[Stored items]
-*-*-
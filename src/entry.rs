// src/entry.rs
//! The scholarship record that flows through every stage of a run.

use serde::{Deserialize, Deserializer, Serialize};
use serde_json::Value;
use std::collections::HashSet;

/// One discovered scholarship listing. Identity is the `url`, compared as an
/// exact string; `title` is descriptive only.
///
/// Only `url` is read strictly. Descriptive fields holding `null` or a
/// non-string value load as empty so a stored entry keeps its identity.
#[derive(Debug, Clone, PartialEq, Eq, Serialize, Deserialize)]
pub struct ScholarshipEntry {
    #[serde(default, deserialize_with = "lenient_string")]
    pub title: String,
    #[serde(default)]
    pub url: String,
    #[serde(
        default,
        deserialize_with = "lenient_opt_string",
        skip_serializing_if = "Option::is_none"
    )]
    pub description: Option<String>,
    #[serde(
        default,
        deserialize_with = "lenient_opt_string",
        skip_serializing_if = "Option::is_none"
    )]
    pub country_code: Option<String>,
    #[serde(
        default,
        deserialize_with = "lenient_opt_string",
        skip_serializing_if = "Option::is_none"
    )]
    pub country_name: Option<String>,
}

fn lenient_opt_string<'de, D>(deserializer: D) -> Result<Option<String>, D::Error>
where
    D: Deserializer<'de>,
{
    Ok(match Value::deserialize(deserializer)? {
        Value::String(s) => Some(s),
        _ => None,
    })
}

fn lenient_string<'de, D>(deserializer: D) -> Result<String, D::Error>
where
    D: Deserializer<'de>,
{
    lenient_opt_string(deserializer).map(Option::unwrap_or_default)
}

impl ScholarshipEntry {
    pub fn new(title: impl Into<String>, url: impl Into<String>) -> Self {
        Self {
            title: title.into(),
            url: url.into(),
            description: None,
            country_code: None,
            country_name: None,
        }
    }

    pub fn with_description(mut self, description: impl Into<String>) -> Self {
        self.description = Some(description.into());
        self
    }

    /// Copy of this entry tagged with the country it was grouped under.
    pub fn annotated(&self, code: &str, name: &str) -> Self {
        let mut out = self.clone();
        out.country_code = Some(code.to_string());
        out.country_name = Some(name.to_string());
        out
    }

    /// Entries without a URL cannot take part in diffing or persistence.
    pub fn is_identifiable(&self) -> bool {
        !self.url.is_empty()
    }
}

/// Set of identities for a list of entries (unidentifiable ones skipped).
pub fn url_set(entries: &[ScholarshipEntry]) -> HashSet<&str> {
    entries
        .iter()
        .filter(|e| e.is_identifiable())
        .map(|e| e.url.as_str())
        .collect()
}

/// Order-preserving dedup by URL, first occurrence wins. Unidentifiable
/// entries are dropped.
pub fn dedup_by_url<I>(entries: I) -> Vec<ScholarshipEntry>
where
    I: IntoIterator<Item = ScholarshipEntry>,
{
    let mut seen: HashSet<String> = HashSet::new();
    let mut out = Vec::new();
    for e in entries {
        if !e.is_identifiable() {
            continue;
        }
        if seen.insert(e.url.clone()) {
            out.push(e);
        }
    }
    out
}
// src/metrics.rs
//! Run counters. Without an installed recorder every call is a no-op; the
//! binary installs the Prometheus recorder only when a textfile path is
//! configured, and writes the rendered exposition there after the run.

use crate::snapshot::write_atomic;
use anyhow::{Context, Result};
use metrics::{counter, describe_counter, describe_gauge, gauge};
use metrics_exporter_prometheus::{PrometheusBuilder, PrometheusHandle};
use once_cell::sync::OnceCell;
use std::path::Path;

pub const PAGES_FETCHED: &str = "watcher_pages_fetched_total";
pub const PAGES_FAILED: &str = "watcher_pages_failed_total";
pub const ENTRIES_PARSED: &str = "watcher_entries_parsed_total";
pub const ENTRIES_FILTERED: &str = "watcher_entries_filtered_total";
pub const ENTRIES_NEW: &str = "watcher_entries_new_total";
pub const SNAPSHOT_SAVE_FAILURES: &str = "watcher_snapshot_save_failures_total";
pub const NOTIFY_FAILURES: &str = "watcher_notify_failures_total";
pub const LAST_RUN_TS: &str = "watcher_last_run_ts";

/// One-time metric descriptions.
pub fn ensure_metrics_described() {
    static ONCE: OnceCell<()> = OnceCell::new();
    ONCE.get_or_init(|| {
        describe_counter!(PAGES_FETCHED, "Listing pages fetched successfully.");
        describe_counter!(PAGES_FAILED, "Listing pages that failed after retries.");
        describe_counter!(ENTRIES_PARSED, "Unique entries extracted from fetched pages.");
        describe_counter!(ENTRIES_FILTERED, "Entries admitted by the relevance filter.");
        describe_counter!(ENTRIES_NEW, "Entries not present in the previous snapshot.");
        describe_counter!(SNAPSHOT_SAVE_FAILURES, "Snapshot writes that failed.");
        describe_counter!(NOTIFY_FAILURES, "Notification channels that failed.");
        describe_gauge!(LAST_RUN_TS, "Unix ts when the watcher last completed a run.");
    });
}

pub fn incr(name: &'static str, by: u64) {
    if by > 0 {
        counter!(name).increment(by);
    }
}

pub fn mark_run_complete() {
    gauge!(LAST_RUN_TS).set(chrono::Utc::now().timestamp() as f64);
}

pub struct Metrics {
    pub handle: PrometheusHandle,
}

impl Metrics {
    /// Install the Prometheus recorder as the global one.
    pub fn install() -> Result<Self> {
        let handle = PrometheusBuilder::new()
            .install_recorder()
            .context("prometheus: install recorder")?;
        ensure_metrics_described();
        Ok(Self { handle })
    }

    pub fn render(&self) -> String {
        self.handle.render()
    }

    /// Atomically replace `path` with the current exposition (for a
    /// node_exporter textfile collector).
    pub fn write_textfile(&self, path: &Path) -> Result<()> {
        write_atomic(path, self.render().as_bytes())
            .with_context(|| format!("write metrics textfile {}", path.display()))
    }
}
-*-*-
▶ [Assignment] Each line, starting with the one containing "pub fn render(&self)" and ending with the last line of the records above, should be reproduced exactly.

▶ [Response below]
    pub fn render(&self) -> String {
        self.handle.render()
    }

    /// Atomically replace `path` with the current exposition (for a
    /// node_exporter textfile collector).
    pub fn write_textfile(&self, path: &Path) -> Result<()> {
        write_atomic(path, self.render().as_bytes())
            .with_context(|| format!("write metrics textfile {}", path.display()))
    }
}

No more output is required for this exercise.